= Problem description =
Which lines of the entries contain the string "ApiResponse"? Please find them and copy them.

BEGIN Exercise materials

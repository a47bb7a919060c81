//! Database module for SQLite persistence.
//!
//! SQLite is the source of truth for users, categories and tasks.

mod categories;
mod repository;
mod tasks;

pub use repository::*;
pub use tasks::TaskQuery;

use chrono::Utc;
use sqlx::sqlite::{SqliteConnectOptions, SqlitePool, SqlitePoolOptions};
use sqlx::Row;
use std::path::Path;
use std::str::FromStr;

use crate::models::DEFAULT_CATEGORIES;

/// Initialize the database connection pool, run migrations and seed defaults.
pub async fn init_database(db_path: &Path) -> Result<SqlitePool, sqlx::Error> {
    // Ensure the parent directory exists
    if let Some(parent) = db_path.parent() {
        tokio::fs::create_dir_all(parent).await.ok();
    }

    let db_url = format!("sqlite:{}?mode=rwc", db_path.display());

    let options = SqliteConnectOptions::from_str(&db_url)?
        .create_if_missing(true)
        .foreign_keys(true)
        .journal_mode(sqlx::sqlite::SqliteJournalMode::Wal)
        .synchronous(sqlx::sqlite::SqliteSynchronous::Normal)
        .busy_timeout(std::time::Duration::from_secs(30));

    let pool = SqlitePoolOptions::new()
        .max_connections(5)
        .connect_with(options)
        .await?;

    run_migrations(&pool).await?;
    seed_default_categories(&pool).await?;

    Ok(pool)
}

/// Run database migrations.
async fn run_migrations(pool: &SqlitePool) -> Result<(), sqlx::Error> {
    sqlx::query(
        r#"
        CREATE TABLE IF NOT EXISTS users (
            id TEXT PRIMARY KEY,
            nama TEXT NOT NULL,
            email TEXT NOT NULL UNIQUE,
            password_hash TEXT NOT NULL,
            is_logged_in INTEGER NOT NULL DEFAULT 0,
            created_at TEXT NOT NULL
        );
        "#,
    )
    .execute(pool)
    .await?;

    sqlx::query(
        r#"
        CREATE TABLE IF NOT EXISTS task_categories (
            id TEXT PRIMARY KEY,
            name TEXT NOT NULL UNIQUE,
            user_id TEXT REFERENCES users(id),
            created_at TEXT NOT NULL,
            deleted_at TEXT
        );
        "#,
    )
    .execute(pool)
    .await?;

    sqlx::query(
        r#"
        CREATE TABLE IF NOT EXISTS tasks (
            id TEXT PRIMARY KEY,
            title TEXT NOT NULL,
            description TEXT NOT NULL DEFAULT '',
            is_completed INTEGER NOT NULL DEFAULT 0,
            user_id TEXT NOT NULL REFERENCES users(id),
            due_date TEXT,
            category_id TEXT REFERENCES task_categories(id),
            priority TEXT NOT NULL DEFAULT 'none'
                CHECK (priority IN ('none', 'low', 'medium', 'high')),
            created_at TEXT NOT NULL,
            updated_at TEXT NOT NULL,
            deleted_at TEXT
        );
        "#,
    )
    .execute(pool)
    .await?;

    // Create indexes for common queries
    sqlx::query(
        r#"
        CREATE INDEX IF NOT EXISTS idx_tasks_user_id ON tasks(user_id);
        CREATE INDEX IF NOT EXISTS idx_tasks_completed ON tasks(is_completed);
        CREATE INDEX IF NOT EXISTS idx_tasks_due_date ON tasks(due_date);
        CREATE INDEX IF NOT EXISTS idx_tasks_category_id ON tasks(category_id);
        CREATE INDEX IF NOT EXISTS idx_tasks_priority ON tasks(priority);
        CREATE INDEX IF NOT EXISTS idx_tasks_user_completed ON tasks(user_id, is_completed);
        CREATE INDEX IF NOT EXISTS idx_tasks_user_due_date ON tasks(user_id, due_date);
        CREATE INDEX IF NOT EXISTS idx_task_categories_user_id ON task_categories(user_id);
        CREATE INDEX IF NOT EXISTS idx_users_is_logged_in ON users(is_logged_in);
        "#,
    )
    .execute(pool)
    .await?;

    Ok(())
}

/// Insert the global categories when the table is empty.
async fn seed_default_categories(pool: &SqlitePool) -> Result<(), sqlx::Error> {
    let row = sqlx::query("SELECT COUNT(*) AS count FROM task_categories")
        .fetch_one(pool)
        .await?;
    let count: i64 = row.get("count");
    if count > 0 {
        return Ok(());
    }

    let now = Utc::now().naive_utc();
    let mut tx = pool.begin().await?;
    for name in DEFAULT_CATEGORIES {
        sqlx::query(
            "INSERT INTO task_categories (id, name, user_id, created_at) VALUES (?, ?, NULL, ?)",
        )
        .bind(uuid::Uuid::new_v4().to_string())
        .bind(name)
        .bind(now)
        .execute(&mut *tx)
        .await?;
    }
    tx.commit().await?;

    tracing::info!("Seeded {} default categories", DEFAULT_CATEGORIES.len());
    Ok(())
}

END Exercise materials
BEGIN Exercise materials

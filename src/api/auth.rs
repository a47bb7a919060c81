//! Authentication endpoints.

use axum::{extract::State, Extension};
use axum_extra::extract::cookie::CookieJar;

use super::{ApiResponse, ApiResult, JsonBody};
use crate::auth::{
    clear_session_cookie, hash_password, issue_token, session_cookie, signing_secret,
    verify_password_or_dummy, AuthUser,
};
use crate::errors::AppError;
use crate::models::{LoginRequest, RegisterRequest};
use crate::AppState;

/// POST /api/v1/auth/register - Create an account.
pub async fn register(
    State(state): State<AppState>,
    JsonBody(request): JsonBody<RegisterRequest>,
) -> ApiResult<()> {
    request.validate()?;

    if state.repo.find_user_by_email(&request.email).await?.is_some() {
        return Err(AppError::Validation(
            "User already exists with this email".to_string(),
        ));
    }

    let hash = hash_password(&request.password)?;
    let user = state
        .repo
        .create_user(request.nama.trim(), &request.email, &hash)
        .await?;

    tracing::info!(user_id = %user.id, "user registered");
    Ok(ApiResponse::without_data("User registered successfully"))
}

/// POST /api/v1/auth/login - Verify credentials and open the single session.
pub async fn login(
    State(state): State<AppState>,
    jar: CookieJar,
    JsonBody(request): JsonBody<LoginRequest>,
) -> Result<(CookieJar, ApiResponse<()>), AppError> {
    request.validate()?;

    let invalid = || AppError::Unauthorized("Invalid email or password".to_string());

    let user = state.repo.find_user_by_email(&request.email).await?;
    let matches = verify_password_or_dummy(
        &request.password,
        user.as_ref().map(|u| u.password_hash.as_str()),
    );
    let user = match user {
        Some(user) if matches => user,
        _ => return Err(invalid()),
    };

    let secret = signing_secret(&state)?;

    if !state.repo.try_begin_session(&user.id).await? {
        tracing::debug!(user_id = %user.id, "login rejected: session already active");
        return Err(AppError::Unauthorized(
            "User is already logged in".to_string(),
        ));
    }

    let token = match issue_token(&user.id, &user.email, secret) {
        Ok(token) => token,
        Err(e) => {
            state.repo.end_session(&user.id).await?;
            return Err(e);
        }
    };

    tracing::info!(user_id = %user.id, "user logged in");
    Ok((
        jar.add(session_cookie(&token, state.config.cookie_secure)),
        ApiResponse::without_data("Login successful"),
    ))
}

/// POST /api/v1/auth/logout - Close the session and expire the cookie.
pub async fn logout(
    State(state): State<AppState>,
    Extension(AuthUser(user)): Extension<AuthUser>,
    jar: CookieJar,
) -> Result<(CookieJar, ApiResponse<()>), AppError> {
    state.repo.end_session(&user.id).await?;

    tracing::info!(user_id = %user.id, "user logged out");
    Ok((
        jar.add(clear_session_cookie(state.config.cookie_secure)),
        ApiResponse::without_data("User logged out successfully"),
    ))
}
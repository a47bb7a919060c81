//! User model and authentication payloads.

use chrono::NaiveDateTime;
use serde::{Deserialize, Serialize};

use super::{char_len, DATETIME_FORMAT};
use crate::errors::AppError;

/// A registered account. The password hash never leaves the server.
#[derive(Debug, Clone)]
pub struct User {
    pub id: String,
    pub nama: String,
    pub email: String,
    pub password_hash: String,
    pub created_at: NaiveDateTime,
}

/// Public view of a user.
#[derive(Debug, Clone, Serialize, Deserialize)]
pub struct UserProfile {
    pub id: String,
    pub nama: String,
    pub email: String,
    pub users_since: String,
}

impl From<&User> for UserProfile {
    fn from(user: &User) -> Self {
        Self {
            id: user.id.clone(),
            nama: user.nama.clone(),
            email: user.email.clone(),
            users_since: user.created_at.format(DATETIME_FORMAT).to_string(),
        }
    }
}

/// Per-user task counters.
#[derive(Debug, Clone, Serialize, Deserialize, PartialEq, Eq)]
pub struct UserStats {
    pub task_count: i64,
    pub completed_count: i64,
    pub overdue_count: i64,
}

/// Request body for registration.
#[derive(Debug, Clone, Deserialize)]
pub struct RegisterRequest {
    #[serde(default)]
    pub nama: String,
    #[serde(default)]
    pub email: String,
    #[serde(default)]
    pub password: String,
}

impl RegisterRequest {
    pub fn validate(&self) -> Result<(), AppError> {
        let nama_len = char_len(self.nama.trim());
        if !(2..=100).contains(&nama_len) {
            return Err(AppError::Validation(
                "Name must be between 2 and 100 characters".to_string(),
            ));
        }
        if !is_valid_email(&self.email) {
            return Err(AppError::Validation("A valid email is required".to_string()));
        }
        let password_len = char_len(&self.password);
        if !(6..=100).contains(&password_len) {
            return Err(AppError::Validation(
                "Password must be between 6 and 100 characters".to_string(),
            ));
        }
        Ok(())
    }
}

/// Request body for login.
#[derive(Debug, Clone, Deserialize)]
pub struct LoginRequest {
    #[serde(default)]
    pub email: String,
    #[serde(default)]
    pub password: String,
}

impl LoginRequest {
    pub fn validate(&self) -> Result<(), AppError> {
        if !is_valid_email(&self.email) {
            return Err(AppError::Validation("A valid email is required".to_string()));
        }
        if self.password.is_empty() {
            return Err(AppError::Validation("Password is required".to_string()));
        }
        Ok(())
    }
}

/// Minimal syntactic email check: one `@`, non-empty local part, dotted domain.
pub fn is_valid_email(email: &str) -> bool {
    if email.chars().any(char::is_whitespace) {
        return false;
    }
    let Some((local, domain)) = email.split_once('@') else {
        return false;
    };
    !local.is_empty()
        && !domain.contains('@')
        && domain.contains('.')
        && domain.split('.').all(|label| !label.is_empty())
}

END Exercise materials
BEGIN Exercise materials

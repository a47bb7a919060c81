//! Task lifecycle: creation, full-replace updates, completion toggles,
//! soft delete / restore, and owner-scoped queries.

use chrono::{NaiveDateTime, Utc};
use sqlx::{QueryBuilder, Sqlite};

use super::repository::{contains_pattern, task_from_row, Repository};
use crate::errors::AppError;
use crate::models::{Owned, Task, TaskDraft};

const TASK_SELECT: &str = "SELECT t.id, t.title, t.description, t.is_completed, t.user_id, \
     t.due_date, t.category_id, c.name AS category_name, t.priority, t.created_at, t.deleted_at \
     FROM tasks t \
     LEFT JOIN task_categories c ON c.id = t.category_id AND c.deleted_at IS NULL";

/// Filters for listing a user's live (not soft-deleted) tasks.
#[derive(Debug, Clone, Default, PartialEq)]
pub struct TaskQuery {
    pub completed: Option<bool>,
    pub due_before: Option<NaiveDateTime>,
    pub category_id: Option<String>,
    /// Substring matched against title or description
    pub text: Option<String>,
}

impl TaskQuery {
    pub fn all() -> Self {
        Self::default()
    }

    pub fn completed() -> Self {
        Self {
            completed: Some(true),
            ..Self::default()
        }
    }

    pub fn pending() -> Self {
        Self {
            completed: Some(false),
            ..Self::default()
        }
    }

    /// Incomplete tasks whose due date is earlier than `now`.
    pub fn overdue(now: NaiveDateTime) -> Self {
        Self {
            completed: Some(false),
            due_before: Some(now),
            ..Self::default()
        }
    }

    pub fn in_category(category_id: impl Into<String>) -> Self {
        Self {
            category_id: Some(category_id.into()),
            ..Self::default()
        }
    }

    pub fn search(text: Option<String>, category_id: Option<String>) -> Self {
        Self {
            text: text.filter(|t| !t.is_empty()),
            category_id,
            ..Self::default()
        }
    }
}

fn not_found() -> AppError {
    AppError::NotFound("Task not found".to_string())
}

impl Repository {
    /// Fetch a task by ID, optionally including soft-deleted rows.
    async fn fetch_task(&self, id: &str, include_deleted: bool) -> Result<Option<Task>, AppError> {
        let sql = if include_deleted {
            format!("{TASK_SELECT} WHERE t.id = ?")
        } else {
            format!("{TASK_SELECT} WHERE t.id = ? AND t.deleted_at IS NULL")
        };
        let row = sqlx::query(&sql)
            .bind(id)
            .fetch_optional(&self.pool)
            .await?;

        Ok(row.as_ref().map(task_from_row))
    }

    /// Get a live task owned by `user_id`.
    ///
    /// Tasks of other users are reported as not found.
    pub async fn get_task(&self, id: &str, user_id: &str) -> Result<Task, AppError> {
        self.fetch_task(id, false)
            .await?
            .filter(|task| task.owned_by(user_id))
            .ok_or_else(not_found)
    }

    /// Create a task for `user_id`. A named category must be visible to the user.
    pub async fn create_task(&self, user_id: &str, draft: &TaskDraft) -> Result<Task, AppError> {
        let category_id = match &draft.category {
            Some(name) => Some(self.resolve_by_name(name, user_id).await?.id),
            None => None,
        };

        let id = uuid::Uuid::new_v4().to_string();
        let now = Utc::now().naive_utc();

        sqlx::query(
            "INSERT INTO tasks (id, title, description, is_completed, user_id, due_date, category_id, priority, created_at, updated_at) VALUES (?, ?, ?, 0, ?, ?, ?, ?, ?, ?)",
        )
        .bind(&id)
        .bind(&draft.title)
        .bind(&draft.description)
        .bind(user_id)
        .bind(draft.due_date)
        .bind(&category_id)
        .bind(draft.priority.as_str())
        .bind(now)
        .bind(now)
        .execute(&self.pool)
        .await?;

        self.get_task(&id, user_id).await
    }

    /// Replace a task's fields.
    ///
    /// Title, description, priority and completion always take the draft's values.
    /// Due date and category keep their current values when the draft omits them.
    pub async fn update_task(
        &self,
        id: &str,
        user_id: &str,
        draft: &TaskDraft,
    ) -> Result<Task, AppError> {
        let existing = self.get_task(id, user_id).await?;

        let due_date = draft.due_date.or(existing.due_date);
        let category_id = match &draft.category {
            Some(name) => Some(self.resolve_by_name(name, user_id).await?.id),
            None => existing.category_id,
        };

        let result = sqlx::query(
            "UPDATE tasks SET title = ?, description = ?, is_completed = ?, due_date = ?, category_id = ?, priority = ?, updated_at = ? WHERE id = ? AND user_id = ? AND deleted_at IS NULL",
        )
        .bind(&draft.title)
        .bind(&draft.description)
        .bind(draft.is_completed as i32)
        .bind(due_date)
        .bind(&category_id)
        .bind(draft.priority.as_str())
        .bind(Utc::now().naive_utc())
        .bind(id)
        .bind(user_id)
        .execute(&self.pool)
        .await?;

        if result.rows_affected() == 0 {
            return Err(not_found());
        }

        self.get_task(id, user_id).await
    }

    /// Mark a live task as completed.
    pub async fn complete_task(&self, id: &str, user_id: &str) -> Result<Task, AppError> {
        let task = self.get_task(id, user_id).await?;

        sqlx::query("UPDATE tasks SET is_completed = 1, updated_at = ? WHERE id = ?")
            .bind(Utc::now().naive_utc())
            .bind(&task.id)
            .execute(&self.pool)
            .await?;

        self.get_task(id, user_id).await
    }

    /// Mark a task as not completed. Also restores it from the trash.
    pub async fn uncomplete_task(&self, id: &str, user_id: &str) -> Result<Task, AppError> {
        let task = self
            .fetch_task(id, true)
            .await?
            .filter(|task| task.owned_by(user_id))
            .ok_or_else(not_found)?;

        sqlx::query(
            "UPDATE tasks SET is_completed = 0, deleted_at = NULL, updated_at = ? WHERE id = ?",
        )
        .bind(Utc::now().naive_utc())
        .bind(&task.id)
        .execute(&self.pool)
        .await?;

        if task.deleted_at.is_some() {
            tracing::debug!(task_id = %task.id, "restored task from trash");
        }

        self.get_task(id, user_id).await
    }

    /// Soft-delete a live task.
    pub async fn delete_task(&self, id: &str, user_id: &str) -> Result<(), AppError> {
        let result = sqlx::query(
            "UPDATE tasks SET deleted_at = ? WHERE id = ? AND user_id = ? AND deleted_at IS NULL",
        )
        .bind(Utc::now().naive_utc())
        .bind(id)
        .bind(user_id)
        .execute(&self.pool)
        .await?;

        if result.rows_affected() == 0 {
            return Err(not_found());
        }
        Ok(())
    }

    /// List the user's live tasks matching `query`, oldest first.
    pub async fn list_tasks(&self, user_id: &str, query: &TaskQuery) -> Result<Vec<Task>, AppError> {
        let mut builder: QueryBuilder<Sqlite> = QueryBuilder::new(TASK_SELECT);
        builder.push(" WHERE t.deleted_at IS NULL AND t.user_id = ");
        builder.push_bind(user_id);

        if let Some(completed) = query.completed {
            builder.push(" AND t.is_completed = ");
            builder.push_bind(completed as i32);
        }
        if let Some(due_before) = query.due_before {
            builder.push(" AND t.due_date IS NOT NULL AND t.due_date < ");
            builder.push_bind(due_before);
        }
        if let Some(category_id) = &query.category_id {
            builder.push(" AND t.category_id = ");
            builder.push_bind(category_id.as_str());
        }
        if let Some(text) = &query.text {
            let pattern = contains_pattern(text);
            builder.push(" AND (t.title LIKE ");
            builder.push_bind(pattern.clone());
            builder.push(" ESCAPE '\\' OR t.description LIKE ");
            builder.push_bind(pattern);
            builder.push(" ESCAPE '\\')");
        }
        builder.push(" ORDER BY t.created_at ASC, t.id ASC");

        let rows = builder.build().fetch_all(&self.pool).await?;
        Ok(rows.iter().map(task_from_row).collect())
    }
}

END Exercise materials

= Result of the exercise =
use super::{ApiResponse, ApiResult, JsonBody};
    Ok(ApiResponse::without_data("User registered successfully"))
) -> Result<(CookieJar, ApiResponse<()>), AppError> {
        ApiResponse::without_data("Login successful"),
) -> Result<(CookieJar, ApiResponse<()>), AppError> {
        ApiResponse::without_data("User logged out successfully"),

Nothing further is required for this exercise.